● **How to complete this task**
Print the entries below in their entirety, exactly as they are written.

** Dataset records follows **

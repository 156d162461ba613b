use std::sync::Arc;

use base64::{engine::general_purpose::URL_SAFE_NO_PAD, Engine as _};
use chrono::{DateTime, TimeDelta, Utc};
use rand::Rng;
use serde::Serialize;
use tracing::{debug, info, instrument};
use uuid::Uuid;

use super::{hash_password, verify_password, AccessToken, AuthError, Authenticator, Identity, User};
use crate::lock::LockManager;
use crate::model::{Model, ModelStore, ModelsExt};

const TOKEN_BYTES: usize = 32;

/// A freshly issued bearer token.
#[derive(Debug, Clone, Serialize)]
pub struct IssuedToken {
    pub access_token: String,
    pub expires_at: DateTime<Utc>,
}

/// Registration, login and token resolution over the document store.
pub struct Accounts<S, L> {
    store: S,
    locks: Arc<L>,
    token_ttl: TimeDelta,
}

impl<S: ModelStore, L: LockManager> Accounts<S, L> {
    pub fn new(store: S, locks: Arc<L>, token_ttl: TimeDelta) -> Self {
        Self {
            store,
            locks,
            token_ttl,
        }
    }

    /// Create an account. Usernames are unique.
    #[instrument(skip(self, password))]
    pub fn register(&self, username: &str, password: &str) -> Result<User, AuthError> {
        let username = username.trim();
        if username.is_empty() || password.is_empty() {
            return Err(AuthError::InvalidRequest(
                "username and password are required".into(),
            ));
        }

        // Check-then-insert on the username must not interleave.
        let _guard = self
            .locks
            .acquire(&format!("{}:username:{}", User::COLLECTION, username))?;
        if self.find_user(username)?.is_some() {
            return Err(AuthError::UsernameTaken(username.to_string()));
        }

        let user = User {
            id: Uuid::new_v4().to_string(),
            username: username.to_string(),
            password_hash: hash_password(password)?,
        };
        self.store.models::<User>().insert(&user)?;

        info!(user_id = %user.id, "user registered");
        Ok(user)
    }

    /// Check credentials and issue a bearer token.
    #[instrument(skip(self, password))]
    pub fn login(&self, username: &str, password: &str) -> Result<IssuedToken, AuthError> {
        let username = username.trim();
        if username.is_empty() || password.is_empty() {
            return Err(AuthError::InvalidRequest(
                "username and password are required".into(),
            ));
        }

        let user = self
            .find_user(username)?
            .ok_or(AuthError::InvalidCredentials)?;
        if !verify_password(password, &user.password_hash)? {
            debug!("wrong password");
            return Err(AuthError::InvalidCredentials);
        }

        let now = Utc::now();
        let tokens = self.store.models::<AccessToken>();
        let expired = tokens.find(&|t: &AccessToken| t.user_id == user.id && t.is_expired(now))?;
        for stale in &expired {
            tokens.delete(&stale.data.token)?;
        }
        if !expired.is_empty() {
            debug!(count = expired.len(), "purged expired tokens");
        }

        let token = AccessToken {
            token: generate_token(),
            user_id: user.id,
            expires_at: now + self.token_ttl,
        };
        tokens.insert(&token)?;

        info!(user_id = %token.user_id, "token issued");
        Ok(IssuedToken {
            access_token: token.token,
            expires_at: token.expires_at,
        })
    }

    fn find_user(&self, username: &str) -> Result<Option<User>, AuthError> {
        Ok(self
            .store
            .models::<User>()
            .find(&|u: &User| u.username == username)?
            .into_iter()
            .next()
            .map(|v| v.data))
    }
}

impl<S: ModelStore, L: LockManager> Authenticator for Accounts<S, L> {
    fn authenticate(&self, token: &str) -> Result<Identity, AuthError> {
        if token.is_empty() {
            return Err(AuthError::Unauthorized("missing token".into()));
        }
        let tokens = self.store.models::<AccessToken>();
        let stored = tokens
            .get(token)?
            .ok_or_else(|| AuthError::Unauthorized("invalid token".into()))?
            .data;

        if stored.is_expired(Utc::now()) {
            tokens.delete(token)?;
            return Err(AuthError::Unauthorized("token expired".into()));
        }

        Ok(Identity {
            user_id: stored.user_id,
        })
    }
}

fn generate_token() -> String {
    let mut bytes = [0u8; TOKEN_BYTES];
    rand::rng().fill(&mut bytes);
    URL_SAFE_NO_PAD.encode(bytes)
}
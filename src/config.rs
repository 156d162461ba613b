//! Environment configuration.
//!
//! | Variable | Default |
//! |---|---|
//! | `STOREFRONT_HOST` | `127.0.0.1` |
//! | `STOREFRONT_PORT` | `5050` |
//! | `STOREFRONT_TOKEN_TTL_SECS` | `900` |

use std::{env, fmt::Display, str::FromStr};

use chrono::TimeDelta;
use thiserror::Error;
use tracing::info;

pub const DEFAULT_HOST: &str = "127.0.0.1";
pub const DEFAULT_PORT: u16 = 5050;
pub const DEFAULT_TOKEN_TTL_SECS: u32 = 15 * 60;

#[derive(Debug, Error, PartialEq)]
pub enum ConfigError {
    #[error("invalid {key} value {value:?}: {reason}")]
    Invalid {
        key: &'static str,
        value: String,
        reason: String,
    },
}

#[derive(Debug, Clone, PartialEq)]
pub struct Config {
    pub host: String,
    pub port: u16,
    pub token_ttl_secs: u32,
}

impl Default for Config {
    fn default() -> Self {
        Self {
            host: DEFAULT_HOST.to_string(),
            port: DEFAULT_PORT,
            token_ttl_secs: DEFAULT_TOKEN_TTL_SECS,
        }
    }
}

impl Config {
    pub fn from_env() -> Result<Self, ConfigError> {
        Self::from_lookup(|key| env::var(key).ok())
    }

    /// Build from any key lookup; `from_env` passes the process environment.
    pub fn from_lookup<F>(lookup: F) -> Result<Self, ConfigError>
    where
        F: Fn(&str) -> Option<String>,
    {
        let defaults = Self::default();
        Ok(Self {
            host: load(&lookup, "STOREFRONT_HOST", defaults.host)?,
            port: load(&lookup, "STOREFRONT_PORT", defaults.port)?,
            token_ttl_secs: load(&lookup, "STOREFRONT_TOKEN_TTL_SECS", defaults.token_ttl_secs)?,
        })
    }

    /// `host:port`, ready for `TcpListener::bind`.
    pub fn bind_addr(&self) -> String {
        format!("{}:{}", self.host, self.port)
    }

    pub fn token_ttl(&self) -> TimeDelta {
        TimeDelta::seconds(i64::from(self.token_ttl_secs))
    }
}

fn load<F, T>(lookup: &F, key: &'static str, default: T) -> Result<T, ConfigError>
where
    F: Fn(&str) -> Option<String>,
    T: FromStr + Display,
    T::Err: Display,
{
    match lookup(key) {
        Some(raw) => raw.trim().parse().map_err(|e: T::Err| ConfigError::Invalid {
            key,
            value: raw.clone(),
            reason: e.to_string(),
        }),
        None => {
            info!("{key} not set, using default: {default}");
            Ok(default)
        }
    }
}
use super::LockError;

/// A single lock instance.
///
/// The in-memory implementation uses `Mutex` + `Condvar`; a store shared
/// between processes would back this with its own primitive (advisory
/// locks, leases).
pub trait Lock: Send + Sync {
    /// Acquire the lock, blocking until it becomes available.
    fn lock(&self) -> Result<(), LockError>;

    /// Release the lock.
    fn unlock(&self) -> Result<(), LockError>;
}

** End of Dataset records **

● **Final answer**
repository 156d162461ba613b
use std::sync::Arc;

use base64::{engine::general_purpose::URL_SAFE_NO_PAD, Engine as _};
use chrono::{DateTime, TimeDelta, Utc};
use rand::Rng;
use serde::Serialize;
use tracing::{debug, info, instrument};
use uuid::Uuid;

use super::{hash_password, verify_password, AccessToken, AuthError, Authenticator, Identity, User};
use crate::lock::LockManager;
use crate::model::{Model, ModelStore, ModelsExt};

const TOKEN_BYTES: usize = 32;

/// A freshly issued bearer token.
#[derive(Debug, Clone, Serialize)]
pub struct IssuedToken {
    pub access_token: String,
    pub expires_at: DateTime<Utc>,
}

/// Registration, login and token resolution over the document store.
pub struct Accounts<S, L> {
    store: S,
    locks: Arc<L>,
    token_ttl: TimeDelta,
}

impl<S: ModelStore, L: LockManager> Accounts<S, L> {
    pub fn new(store: S, locks: Arc<L>, token_ttl: TimeDelta) -> Self {
        Self {
            store,
            locks,
            token_ttl,
        }
    }

    /// Create an account. Usernames are unique.
    #[instrument(skip(self, password))]
    pub fn register(&self, username: &str, password: &str) -> Result<User, AuthError> {
        let username = username.trim();
        if username.is_empty() || password.is_empty() {
            return Err(AuthError::InvalidRequest(
                "username and password are required".into(),
            ));
        }

        // Check-then-insert on the username must not interleave.
        let _guard = self
            .locks
            .acquire(&format!("{}:username:{}", User::COLLECTION, username))?;
        if self.find_user(username)?.is_some() {
            return Err(AuthError::UsernameTaken(username.to_string()));
        }

        let user = User {
            id: Uuid::new_v4().to_string(),
            username: username.to_string(),
            password_hash: hash_password(password)?,
        };
        self.store.models::<User>().insert(&user)?;

        info!(user_id = %user.id, "user registered");
        Ok(user)
    }

    /// Check credentials and issue a bearer token.
    #[instrument(skip(self, password))]
    pub fn login(&self, username: &str, password: &str) -> Result<IssuedToken, AuthError> {
        let username = username.trim();
        if username.is_empty() || password.is_empty() {
            return Err(AuthError::InvalidRequest(
                "username and password are required".into(),
            ));
        }

        let user = self
            .find_user(username)?
            .ok_or(AuthError::InvalidCredentials)?;
        if !verify_password(password, &user.password_hash)? {
            debug!("wrong password");
            return Err(AuthError::InvalidCredentials);
        }

        let now = Utc::now();
        let tokens = self.store.models::<AccessToken>();
        let expired = tokens.find(&|t: &AccessToken| t.user_id == user.id && t.is_expired(now))?;
        for stale in &expired {
            tokens.delete(&stale.data.token)?;
        }
        if !expired.is_empty() {
            debug!(count = expired.len(), "purged expired tokens");
        }

        let token = AccessToken {
            token: generate_token(),
            user_id: user.id,
            expires_at: now + self.token_ttl,
        };
        tokens.insert(&token)?;

        info!(user_id = %token.user_id, "token issued");
        Ok(IssuedToken {
            access_token: token.token,
            expires_at: token.expires_at,
        })
    }

    fn find_user(&self, username: &str) -> Result<Option<User>, AuthError> {
        Ok(self
            .store
            .models::<User>()
            .find(&|u: &User| u.username == username)?
            .into_iter()
            .next()
            .map(|v| v.data))
    }
}

impl<S: ModelStore, L: LockManager> Authenticator for Accounts<S, L> {
    fn authenticate(&self, token: &str) -> Result<Identity, AuthError> {
        if token.is_empty() {
            return Err(AuthError::Unauthorized("missing token".into()));
        }
        let tokens = self.store.models::<AccessToken>();
        let stored = tokens
            .get(token)?
            .ok_or_else(|| AuthError::Unauthorized("invalid token".into()))?
            .data;

        if stored.is_expired(Utc::now()) {
            tokens.delete(token)?;
            return Err(AuthError::Unauthorized("token expired".into()));
        }

        Ok(Identity {
            user_id: stored.user_id,
        })
    }
}

fn generate_token() -> String {
    let mut bytes = [0u8; TOKEN_BYTES];
    rand::rng().fill(&mut bytes);
    URL_SAFE_NO_PAD.encode(bytes)
}
filename src/config.rs
repository 156d162461ba613b
//! Environment configuration.
//!
//! | Variable | Default |
//! |---|---|
//! | `STOREFRONT_HOST` | `127.0.0.1` |
//! | `STOREFRONT_PORT` | `5050` |
//! | `STOREFRONT_TOKEN_TTL_SECS` | `900` |

use std::{env, fmt::Display, str::FromStr};

use chrono::TimeDelta;
use thiserror::Error;
use tracing::info;

pub const DEFAULT_HOST: &str = "127.0.0.1";
pub const DEFAULT_PORT: u16 = 5050;
pub const DEFAULT_TOKEN_TTL_SECS: u32 = 15 * 60;

#[derive(Debug, Error, PartialEq)]
pub enum ConfigError {
    #[error("invalid {key} value {value:?}: {reason}")]
    Invalid {
        key: &'static str,
        value: String,
        reason: String,
    },
}

#[derive(Debug, Clone, PartialEq)]
pub struct Config {
    pub host: String,
    pub port: u16,
    pub token_ttl_secs: u32,
}

impl Default for Config {
    fn default() -> Self {
        Self {
            host: DEFAULT_HOST.to_string(),
            port: DEFAULT_PORT,
            token_ttl_secs: DEFAULT_TOKEN_TTL_SECS,
        }
    }
}

impl Config {
    pub fn from_env() -> Result<Self, ConfigError> {
        Self::from_lookup(|key| env::var(key).ok())
    }

    /// Build from any key lookup; `from_env` passes the process environment.
    pub fn from_lookup<F>(lookup: F) -> Result<Self, ConfigError>
    where
        F: Fn(&str) -> Option<String>,
    {
        let defaults = Self::default();
        Ok(Self {
            host: load(&lookup, "STOREFRONT_HOST", defaults.host)?,
            port: load(&lookup, "STOREFRONT_PORT", defaults.port)?,
            token_ttl_secs: load(&lookup, "STOREFRONT_TOKEN_TTL_SECS", defaults.token_ttl_secs)?,
        })
    }

    /// `host:port`, ready for `TcpListener::bind`.
    pub fn bind_addr(&self) -> String {
        format!("{}:{}", self.host, self.port)
    }

    pub fn token_ttl(&self) -> TimeDelta {
        TimeDelta::seconds(i64::from(self.token_ttl_secs))
    }
}

fn load<F, T>(lookup: &F, key: &'static str, default: T) -> Result<T, ConfigError>
where
    F: Fn(&str) -> Option<String>,
    T: FromStr + Display,
    T::Err: Display,
{
    match lookup(key) {
        Some(raw) => raw.trim().parse().map_err(|e: T::Err| ConfigError::Invalid {
            key,
            value: raw.clone(),
            reason: e.to_string(),
        }),
        None => {
            info!("{key} not set, using default: {default}");
            Ok(default)
        }
    }
}
use super::LockError;

/// A single lock instance.
///
/// The in-memory implementation uses `Mutex` + `Condvar`; a store shared
/// between processes would back this with its own primitive (advisory
/// locks, leases).
pub trait Lock: Send + Sync {
    /// Acquire the lock, blocking until it becomes available.
    fn lock(&self) -> Result<(), LockError>;

    /// Release the lock.
    fn unlock(&self) -> Result<(), LockError>;
}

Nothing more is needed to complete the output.